Musical "8 1/2" gets rare San Diego staging

By Sat, Oct 4th, 2008

"I don't think you've heard a word I've said all night," says the frustrated wife to her distracted husband. Indeed, coming right after the deafening roar of a low-flying plane, whatever she said immediately before this has been rendered unintelligible. It's a comic moment -- if unintentionably so -- heard at a recent performance of Starlight Theatre's current production of "Nine."

Mauricio Mendoza with (clockwise from upper left)

Amy Ashworth Biedel, Gail Bennett and Stephanie Burkett Gerson

Copyright©2008 Ken Jacques

Of course, performance-freezing planes are nothing new at the company's Balboa Park home, and truth be told, directors Brian Wells and Carlos Mendoza's staging of the 1982 musical is about as good at Starlight gets these days.

There's not a great deal of substance in Maury Yeston and Arthur Kopit's musical adaptation of Federico Fellini's 1963 film, "8 1/2." Making substantial use of flashbacks to tell the story of Fellini's fictional alter ego Guido Contini and a crippling case of director's block, what it lacks in dramatic thrust it more than makes up for in style.

It was the splashy style of director Tommy Tune that catapulted the original Broadway production to five Tony Awards, besting its main competition, "Dreamgirls," in several categories (including Best Musical, Best Score, and Best Direction).

Messrs. Wells and Mendoza seems to have followed more closely the spare style of David Leveaux's 2003 Broadway revival. Set designer Terry McCambridge (whose central catwalk looks suspiciously like the same piece used in Starlight's last two season closers, "Ragtime" and "Urinetown") has fashioned a white circular dais that, when lined up with a short matching staircase and viewed from above, becomes a visual representation of the show's title numeral.

Jason Bieber's largely colorless lighting works for maximum effect here, paired as it is with Tanya Bishop's array of sleek, Euro-chic costumes.

Playing the central figure of Guido Contini is Colombian-born actor (and twin brother of co-director Carlos) Mauricio Mendoza. Though Mr. Mendoza struggles at times with the vocal demands of the role and doesn't approximate an Italian accent any more than did his Broadway predecessors Raul Julia and Antonio Banderas, he cuts an appealing figure that, most importantly, believably draws in the 13 women of the cast.

Among those women is Amy Ashworth Biedel (as loving wife Luisa), Stephanie Burkett Gerson (as suicidal mistress Carla), Gail Bennett (as favorite leading lady Claudia), and Leigh Scarritt (as demanding French producer Liliane La Fleur).

Mr.

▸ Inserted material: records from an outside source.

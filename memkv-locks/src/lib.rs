//! A fixed-size table of reader-writer locks, addressed by hashing keys to
//! slots. Multi-key commands acquire the slots covering several keys at
//! once through [`LockTable::lock_many`], which orders acquisition by
//! ascending slot index so that no interleaving of concurrent callers can
//! deadlock.
//!
//! Because distinct keys can share a slot, this provides per-slot
//! granularity rather than per-key granularity; two unrelated keys that
//! hash to the same slot will serialize against each other. That
//! false-sharing cost buys a fixed, small number of lock objects instead
//! of one per key.

use parking_lot::{RwLock, RwLockReadGuard, RwLockWriteGuard};

use memkv_util::fnv1a32;

/// Default slot count from the original design; must stay a power of two.
pub const DEFAULT_SIZE: usize = 1024;

/// A table of `size` (power-of-two) reader-writer locks.
pub struct LockTable {
    slots: Vec<RwLock<()>>,
    mask: usize,
}

impl LockTable {
    /// Creates a table with `size` slots. `size` must be a power of two.
    pub fn new(size: usize) -> Self {
        assert!(size.is_power_of_two(), "lock table size must be a power of two");
        Self {
            slots: (0..size).map(|_| RwLock::new(())).collect(),
            mask: size - 1,
        }
    }

    fn slot_of(&self, key: &str) -> usize {
        (fnv1a32(key.as_bytes()) as usize) & self.mask
    }

    /// Acquires the slot for `key` exclusively.
    pub fn lock<'a>(&'a self, key: &str) -> RwLockWriteGuard<'a, ()> {
        self.slots[self.slot_of(key)].write()
    }

    /// Acquires the slot for `key` in shared mode.
    pub fn rlock<'a>(&'a self, key: &str) -> RwLockReadGuard<'a, ()> {
        self.slots[self.slot_of(key)].read()
    }

    /// Acquires, in one call, every slot implicated by `write_keys` (each
    /// exclusive) and every slot implicated only by `read_keys` (each
    /// shared). A slot touched by both a write key and a read key is
    /// upgraded to exclusive. Slots are locked in ascending index order;
    /// releasing (dropping the returned guard) happens in descending order,
    /// so `lock_many` is deadlock-free under any interleaving of
    /// concurrent callers.
    pub fn lock_many<'a>(&'a self, write_keys: &[String], read_keys: &[String]) -> MultiGuard<'a> {
        let mut write_slots: Vec<usize> = write_keys.iter().map(|k| self.slot_of(k)).collect();
        write_slots.sort_unstable();
        write_slots.dedup();

        let mut read_slots: Vec<usize> = read_keys
            .iter()
            .map(|k| self.slot_of(k))
            .filter(|s| write_slots.binary_search(s).is_err())
            .collect();
        read_slots.sort_unstable();
        read_slots.dedup();

        let mut plan: Vec<(usize, bool)> = write_slots
            .into_iter()
            .map(|s| (s, true))
            .chain(read_slots.into_iter().map(|s| (s, false)))
            .collect();
        plan.sort_unstable_by_key(|(slot, _)| *slot);

        let mut guards = Vec::with_capacity(plan.len());
        for (slot, exclusive) in plan {
            if exclusive {
                guards.push(SlotGuard::Write(self.slots[slot].write()));
            } else {
                guards.push(SlotGuard::Read(self.slots[slot].read()));
            }
        }
        MultiGuard { guards }
    }
}

enum SlotGuard<'a> {
    Read(RwLockReadGuard<'a, ()>),
    Write(RwLockWriteGuard<'a, ()>),
}

/// RAII handle for the slots acquired by [`LockTable::lock_many`]. Dropping
/// it (or calling [`MultiGuard::unlock`] explicitly) releases the slots in
/// descending index order, the inverse of acquisition.
pub struct MultiGuard<'a> {
    guards: Vec<SlotGuard<'a>>,
}

impl MultiGuard<'_> {
    /// Releases all held slots. Equivalent to dropping the guard, spelled
    /// out for call sites that want the release to be visible at the call
    /// site (matching `unlock_many` in the original design).
    pub fn unlock(self) {
        drop(self)
    }
}

impl Drop for MultiGuard<'_> {
    fn drop(&mut self) {
        while self.guards.pop().is_some() {
            // Popping from the back releases the highest slot index first,
            // i.e. descending order relative to the ascending acquisition
            // order built in `lock_many`.
        }
    }
}

#[cfg(test)]
mod tests {
    use super::*;
    use std::sync::Arc;
    use std::thread;

    #[test]
    fn single_key_lock_unlock() {
        let table = LockTable::new(16);
        let g = table.lock("a");
        drop(g);
        let _g2 = table.rlock("a");
    }

    #[test]
    fn lock_many_is_reentrant_safe_across_threads() {
        // Exercise lock_many under many random key sets from many threads;
        // if acquisition order were inconsistent this would deadlock and
        // the test would hang rather than fail cleanly.
        let table = Arc::new(LockTable::new(16));
        let mut handles = Vec::new();
        for t in 0..8 {
            let table = Arc::clone(&table);
            handles.push(thread::spawn(move || {
                for i in 0..200 {
                    let keys: Vec<String> = (0..5)
                        .map(|k| format!("key{}", (t * 7 + i * 3 + k) % 20))
                        .collect();
                    let (writes, reads) = keys.split_at(2);
                    let _guard = table.lock_many(&writes.to_vec(), &reads.to_vec());
                }
            }));
        }
        for h in handles {
            h.join().unwrap();
        }
    }

    #[test]
    fn overlapping_write_and_read_key_upgrades_to_exclusive() {
        let table = LockTable::new(16);
        let writes = vec!["shared".to_string()];
        let reads = vec!["shared".to_string()];
        // Should not panic or double-lock a slot: the read key is filtered
        // out because its slot is already claimed as a write slot.
        let _guard = table.lock_many(&writes, &reads);
    }
}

Yeston's songs for Luisa lie comfortably in Ms. Biedel's more seldom-heard lower range (as in the explanatory, wistful "My Husband Makes Movies"), and Ms. Bennett gives splendid voice to the score's most well-known song, "Unusual Way."

Ms. Scarritt brings a circus showman's (showwoman's?) presence to Liliane's "Folies Bergères," paired with Carolyn Stevenson's contrapuntal backup as dominatrix-clad Stephanie Necrophorus.

Leigh Scarritt and Carolyn Stephenson

Copyright©2008 Ken Jacques

In the role that won Jane Krakowski a Tony in the recent Broadway revival, it's Ms. Gerson (recently seen as the Narrator in Moonlight's "Joseph"), though, that creates the most memorable impression, breaking free from her saccharine, G-rated Biblical persona to fill Carla's fashionable Italian pumps. In "A Call from the Vatican," the sexy Ms. Gerson proves that one doesn't even need the high-tech gimmicky staging of Mr. Leveaux's production to make the number swoon-worthy.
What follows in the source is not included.